//! Shortest key sequence that realizes a placement.

use rustc_hash::FxHashSet;
use smallvec::SmallVec;
use stacker_core::{Falling, Key, Move, Piece, SpinType};
use tracing::debug;

use crate::config::GameConfig;
use crate::game::Game;
use crate::movegen::{next_keys, state_key};
use crate::movement::apply_key;

/// Longest input chain considered, hard drop excluded.
pub const MAX_KEYS: usize = 20;

pub type KeySequence = SmallVec<[Key; 16]>;

struct Step {
    piece: Falling,
    spin: SpinType,
    key: Key,
    parent: usize,
    depth: usize,
}

fn lands_on(game: &mut Game, target: &Move) -> bool {
    game.soft_drop();
    let p = &game.piece;
    p.x == target.x
        && p.y == target.y
        && (p.rotation == target.rotation || p.piece == Piece::O)
        && game.spin == target.spin_type
}

/// Inputs from the current piece state to `target`, ending in `HardDrop`.
/// A hold is prepended when `target.hold_used`. Empty when unreachable
/// within `MAX_KEYS`.
pub fn find_keys(game: &Game, target: &Move, config: &GameConfig) -> KeySequence {
    let mut game = game.clone();
    let mut prefix = KeySequence::new();
    if target.hold_used {
        if !game.hold() {
            return KeySequence::new();
        }
        prefix.push(Key::Hold);
    }
    if game.piece.piece != target.piece || game.topped_out() {
        debug!(?target, "target piece is not playable");
        return KeySequence::new();
    }

    let mut steps = vec![Step {
        piece: game.piece,
        spin: game.spin,
        key: Key::None,
        parent: usize::MAX,
        depth: 0,
    }];
    let mut visited = FxHashSet::default();
    visited.insert(state_key(&game.piece, game.spin));

    let mut head = 0;
    while head < steps.len() {
        let (piece, spin, last, depth) = {
            let step = &steps[head];
            (step.piece, step.spin, step.key, step.depth)
        };

        game.piece = piece;
        game.spin = spin;
        if lands_on(&mut game, target) {
            let mut path = KeySequence::new();
            let mut at = head;
            while at != 0 {
                path.push(steps[at].key);
                at = steps[at].parent;
            }
            path.reverse();
            prefix.extend(path);
            prefix.push(Key::HardDrop);
            return prefix;
        }

        if depth < MAX_KEYS {
            for &key in next_keys(last) {
                game.piece = piece;
                game.spin = spin;
                if !apply_key(&mut game, key, config) {
                    continue;
                }
                if visited.insert(state_key(&game.piece, game.spin)) {
                    steps.push(Step {
                        piece: game.piece,
                        spin: game.spin,
                        key,
                        parent: head,
                        depth: depth + 1,
                    });
                }
            }
        }
        head += 1;
    }

    debug!(?target, explored = steps.len(), "no key sequence found");
    KeySequence::new()
}
//! Game state: board, active piece, queue, hold and streak counters.

use std::collections::VecDeque;
use std::fmt;

use stacker_core::{render, Board, Falling, Piece, SpinType};

use crate::attack::damage_calc;
use crate::bag::{PieceQueue, PREVIEW};
use crate::collision_map::CollisionMap;
use crate::config::GameConfig;
use crate::garbage::{self, GarbageEntry};

/// Outcome of locking the active piece.
#[derive(Clone, Copy, Debug, PartialEq, Eq)]
pub struct HardDropResult {
    pub lines: u8,
    /// Lines sent after cancelling incoming garbage.
    pub sent: u16,
    /// Attack before cancelling.
    pub attack: u16,
    /// Spin category of the clear; four-line clears count as full. `None` when nothing cleared.
    pub clear: Option<SpinType>,
    pub perfect_clear: bool,
    /// Garbage rows that landed because nothing was cleared.
    pub garbage_inserted: u16,
}

/// Owned game state. Counters use -1 for "no streak".
///
/// The collision map is a snapshot for the active piece. It is NOT refreshed by
/// `hard_drop`; call `regen_collision_map` before any further movement.
#[derive(Debug)]
pub struct Game {
    pub board: Board,
    pub piece: Falling,
    pub queue: [Piece; PREVIEW],
    pub queue_ptr: usize,
    pub hold: Option<Piece>,
    pub b2b: i16,
    pub combo: i16,
    pub garbage: VecDeque<GarbageEntry>,
    pub spin: SpinType,
    pub(crate) collision_map: CollisionMap,
}

impl Game {
    pub fn new(piece: Piece, queue: [Piece; PREVIEW]) -> Self {
        let board = Board::new();
        let collision_map = CollisionMap::new(&board, piece);
        Self {
            board,
            piece: Falling::spawn(piece),
            queue,
            queue_ptr: 0,
            hold: None,
            b2b: -1,
            combo: -1,
            garbage: VecDeque::new(),
            spin: SpinType::None,
            collision_map,
        }
    }

    /// Draw the active piece and the preview from a randomizer.
    pub fn from_queue(queue: &mut PieceQueue) -> Self {
        let piece = queue.shift();
        Self::new(piece, queue.front16())
    }

    /// Replace the board, keeping everything else.
    pub fn with_board(mut self, board: Board) -> Self {
        self.board = board;
        self.regen_collision_map();
        self
    }

    #[inline]
    pub fn collision_map(&self) -> &CollisionMap {
        &self.collision_map
    }

    pub fn regen_collision_map(&mut self) {
        self.collision_map = CollisionMap::new(&self.board, self.piece.piece);
    }

    /// Active piece overlaps the stack at its current position.
    #[inline]
    pub fn topped_out(&self) -> bool {
        self.collision_map
            .test(self.piece.x, self.piece.y, self.piece.rotation)
    }

    /// Preview pieces not yet drawn.
    #[inline]
    pub fn queue_remaining(&self) -> usize {
        PREVIEW - self.queue_ptr
    }

    /// Spawn the next preview piece. Panics when the preview is exhausted.
    pub fn next_piece(&mut self) {
        assert!(self.queue_ptr < PREVIEW, "piece queue exhausted");
        self.piece = Falling::spawn(self.queue[self.queue_ptr]);
        self.queue_ptr += 1;
        self.spin = SpinType::None;
    }

    /// Swap with the hold slot, or stash and draw when it is empty.
    /// The incoming piece respawns. Returns false when nothing can be drawn.
    pub fn hold(&mut self) -> bool {
        let current = self.piece.piece;
        match self.hold {
            Some(held) => {
                self.piece = Falling::spawn(held);
                self.spin = SpinType::None;
            }
            None if self.queue_ptr < PREVIEW => self.next_piece(),
            None => return false,
        }
        self.hold = Some(current);
        self.regen_collision_map();
        true
    }

    /// Drop, lock, clear lines and settle damage and garbage.
    pub fn hard_drop(&mut self, config: &GameConfig) -> HardDropResult {
        self.soft_drop();

        for (x, y) in self.piece.cells() {
            self.board.set(x as usize, y as usize);
        }

        let (min_by, max_by) = self.piece.piece.row_span(self.piece.rotation);
        let (lines, garbage_cleared) = self.board.clear(
            (self.piece.y - max_by as i8) as usize,
            (self.piece.y - min_by as i8) as usize,
        );
        let perfect_clear = self.board.is_pc();

        let mut broken = Some(self.b2b);
        if lines > 0 {
            if lines >= 4 || self.spin != SpinType::None {
                self.b2b += 1;
                broken = None;
            } else {
                self.b2b = -1;
            }
            self.combo += 1;
        } else {
            self.combo = -1;
            broken = None;
        }

        let special_bonus = if config.garbage_special_bonus && garbage_cleared {
            1.0
        } else {
            0.0
        };
        let damage = damage_calc(
            lines,
            self.spin,
            self.b2b,
            self.combo,
            config.combo_table,
            config.b2b_chaining,
        );
        let mut attack = (damage * config.garbage_multiplier + special_bonus).floor() as u16;

        if perfect_clear {
            attack += config.pc_send;
            self.b2b += config.pc_b2b as i16;
        }

        if let (Some(level), Some(charging)) = (broken, config.charging()) {
            attack += charging.release(level, config.garbage_multiplier);
        }

        let mut sent = attack;
        let mut garbage_inserted = 0;
        if lines > 0 {
            sent = garbage::cancel(&mut self.garbage, attack);
        } else {
            garbage_inserted = garbage::materialize(&mut self.garbage, &mut self.board);
        }
        garbage::tick(&mut self.garbage);

        let clear = match lines {
            0 => None,
            4.. => Some(SpinType::Full),
            _ => Some(self.spin),
        };

        self.spin = SpinType::None;
        self.next_piece();

        HardDropResult {
            lines,
            sent,
            attack,
            clear,
            perfect_clear,
            garbage_inserted,
        }
    }
}

impl Clone for Game {
    /// Deep copy; the collision map is rebuilt from the copied board.
    fn clone(&self) -> Self {
        Self {
            board: self.board.clone(),
            piece: self.piece,
            queue: self.queue,
            queue_ptr: self.queue_ptr,
            hold: self.hold,
            b2b: self.b2b,
            combo: self.combo,
            garbage: self.garbage.clone(),
            spin: self.spin,
            collision_map: CollisionMap::new(&self.board, self.piece.piece),
        }
    }
}

impl fmt::Display for Game {
    fn fmt(&self, f: &mut fmt::Formatter<'_>) -> fmt::Result {
        let cells = self.piece.cells();
        f.write_str(&render::render(
            self.board.columns(),
            self.board.garbage(),
            Some((self.piece.piece, &cells)),
        ))?;
        writeln!(
            f,
            "hold: {} b2b: {} combo: {} garbage: {}",
            self.hold.map_or('-', Piece::name),
            self.b2b,
            self.combo,
            self.garbage.iter().map(|g| g.amount as u32).sum::<u32>()
        )
    }
}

**Activity:** Which lines of the data contain the word "SpinType"? Copy each one.

**Result below:**
use stacker_core::{Falling, Key, Move, Piece, SpinType};
    spin: SpinType,
use stacker_core::{render, Board, Falling, Piece, SpinType};
    pub clear: Option<SpinType>,
    pub spin: SpinType,
            spin: SpinType::None,
        self.spin = SpinType::None;
                self.spin = SpinType::None;
            if lines >= 4 || self.spin != SpinType::None {
            4.. => Some(SpinType::Full),
        self.spin = SpinType::None;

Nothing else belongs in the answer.